New Hampshire law requires voters to provide IDs at the polls. Without a proper ID there are added barriers and questions, as the voters sign a sworn affidavit with their address and get their photo taken. After the election, the state sends confirmation letters to those addresses to confirm identities. Letters that are returned as undeliverable are investigated.
In Sununu’s case, he eventually walked back much of his argument, saying he wasn’t talking about literal buses of voters crossing into the state; rather it was a “figure of speech that people are coming over, they’re temporarily here, they vote and then they leave.”
The incident he had in mind was, he said, of Portsmouth state Sen. Martha Fuller Clark letting Democratic staffers live at her house during the 2008 and 2012 elections. The staffers voted in New Hampshire, using her address — but that wasn’t illegal, the state attorney general concluded, because they had lived in the state for at least three months before the election.
PolitiFact New Hampshire, in particular, talked to several state and local officials about whether anything fishy occurred Nov.8. Nashua City Clerk Tricia Piecuch, who works in the state’s second-largest city on the border with Massachusetts, said nothing out of the ordinary went down. Officials in the Secretary of State’s office, Attorney General’s office and U.S. Attorney’s office all reported no complaints of voter fraud in the 2016 election.
“We have never gotten any proof about buses showing up at polling places,” Gardner, a Democrat, told The Boston Globe. “It’s not in a private place.

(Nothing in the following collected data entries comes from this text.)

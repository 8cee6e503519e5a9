//! Table view engine: tabs over one field, per column sorting and substring
//! search on a selected column, derived from a collection of flat records.
//!
//! Layers:
//! - `recordset`, `partition`, `columns`, `filter`: the derivation steps
//! - `view`: view state, its reducer and the view model handed to renderers
//! - `table`, `controller`: the Ready-state bundle and the load/event state machine
//! - `source`: data sources feeding the controller

pub mod columns;
pub mod config;
pub mod controller;
pub mod domain;
pub mod filter;
pub mod partition;
pub mod record;
pub mod recordset;
pub mod source;
pub mod table;
pub mod view;

pub use config::{SchemaPolicy, TableConfig};
pub use controller::{Renderer, TableController};
pub use domain::{Message, Partition, SortDirection, Status, TableError};
pub use record::Record;
pub use recordset::{RecordSet, RowHandle};
pub use source::{DataSource, FileSource, JsonFileSource, MemorySource};
pub use view::{ViewModel, ViewState};
use std::cmp::Ordering;
use std::fmt;
use std::io::Error;

use polars::error::PolarsError;
use serde::Serialize;
use serde_json::Value;
use thiserror::Error;

use crate::record::display_value;

/// Label of the synthetic partition that matches every record.
pub const ALL_PARTITION_LABEL: &str = "All";

#[derive(Debug, Error)]
pub enum TableError {
    #[error("Loading data failed: {0}")]
    DataLoad(String),

    #[error("No records to display")]
    EmptyData,

    #[error("Partition key \"{0}\" is not part of the record schema")]
    MissingKey(String),

    #[error("Record {row} does not match the schema (missing: {missing:?}, unexpected: {unexpected:?})")]
    SchemaMismatch {
        row: usize,
        missing: Vec<String>,
        unexpected: Vec<String>,
    },

    #[error("Unknown or hidden column \"{0}\"")]
    UnknownColumn(String),

    #[error("Unknown partition \"{0}\"")]
    UnknownPartition(String),

    #[error("Table is still loading")]
    NotReady,

    #[error("Data was already loaded")]
    AlreadyLoaded,

    #[error("File not found")]
    FileNotFound,

    #[error("Permission denied")]
    PermissionDenied,

    #[error("Unknown file type")]
    UnknownFileType,

    #[error("IO error: {0}")]
    IoError(#[from] Error),

    #[error("JSON error: {0}")]
    JsonError(#[from] serde_json::Error),

    #[error("Polars error: {0}")]
    PolarsError(#[from] PolarsError),
}

impl TableError {
    /// True for errors raised while fetching or decoding the source data.
    pub fn is_load_error(&self) -> bool {
        matches!(
            self,
            TableError::DataLoad(_)
                | TableError::FileNotFound
                | TableError::PermissionDenied
                | TableError::UnknownFileType
                | TableError::IoError(_)
                | TableError::JsonError(_)
                | TableError::PolarsError(_)
        )
    }
}

#[derive(Debug, Clone, Copy, PartialEq, Eq)]
pub enum Status {
    Loading,
    Ready,
}

#[derive(Debug, Clone, Copy, PartialEq, Eq, Default, Serialize)]
pub enum SortDirection {
    Ascending,
    // The sort icon starts out pointing down, so a fresh column sorts descending.
    #[default]
    Descending,
}

impl SortDirection {
    pub fn toggle(self) -> Self {
        match self {
            SortDirection::Ascending => SortDirection::Descending,
            SortDirection::Descending => SortDirection::Ascending,
        }
    }

    /// Applies the direction to an ascending comparison result.
    pub fn apply(self, ordering: Ordering) -> Ordering {
        match self {
            SortDirection::Ascending => ordering,
            SortDirection::Descending => ordering.reverse(),
        }
    }

    pub fn icon(self) -> &'static str {
        match self {
            SortDirection::Ascending => "⏶",
            SortDirection::Descending => "🞃",
        }
    }
}

/// A tab: either the synthetic "All" tab or one distinct value of the tab field.
#[derive(Debug, Clone, PartialEq, Default, Serialize)]
pub enum Partition {
    #[default]
    All,
    Value(Value),
}

impl Partition {
    pub fn is_all(&self) -> bool {
        matches!(self, Partition::All)
    }
}

impl fmt::Display for Partition {
    fn fmt(&self, f: &mut fmt::Formatter<'_>) -> fmt::Result {
        match self {
            Partition::All => f.write_str(ALL_PARTITION_LABEL),
            Partition::Value(value) => f.write_str(&display_value(value)),
        }
    }
}

/// User intents the table reacts to.
#[derive(Debug, Clone, PartialEq)]
pub enum Message {
    TabSelected(Partition),
    SortRequested(String),
    SearchTermChanged(String),
    SearchColumnChanged(String),
}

It’s a public place.”
In response to reports about Trump’s meeting with senators, FEC Commissioner Ellen L. Weintraub called on the president to “immediately share his evidence with the public and with the appropriate law-enforcement authorities so that his allegations may be investigated promptly and thorougly.”
“The president has issued an extraordinarily serious and specific charge,” Weintraub wrote Feb. 10. “Allegations of this magnitude cannot be ignored.”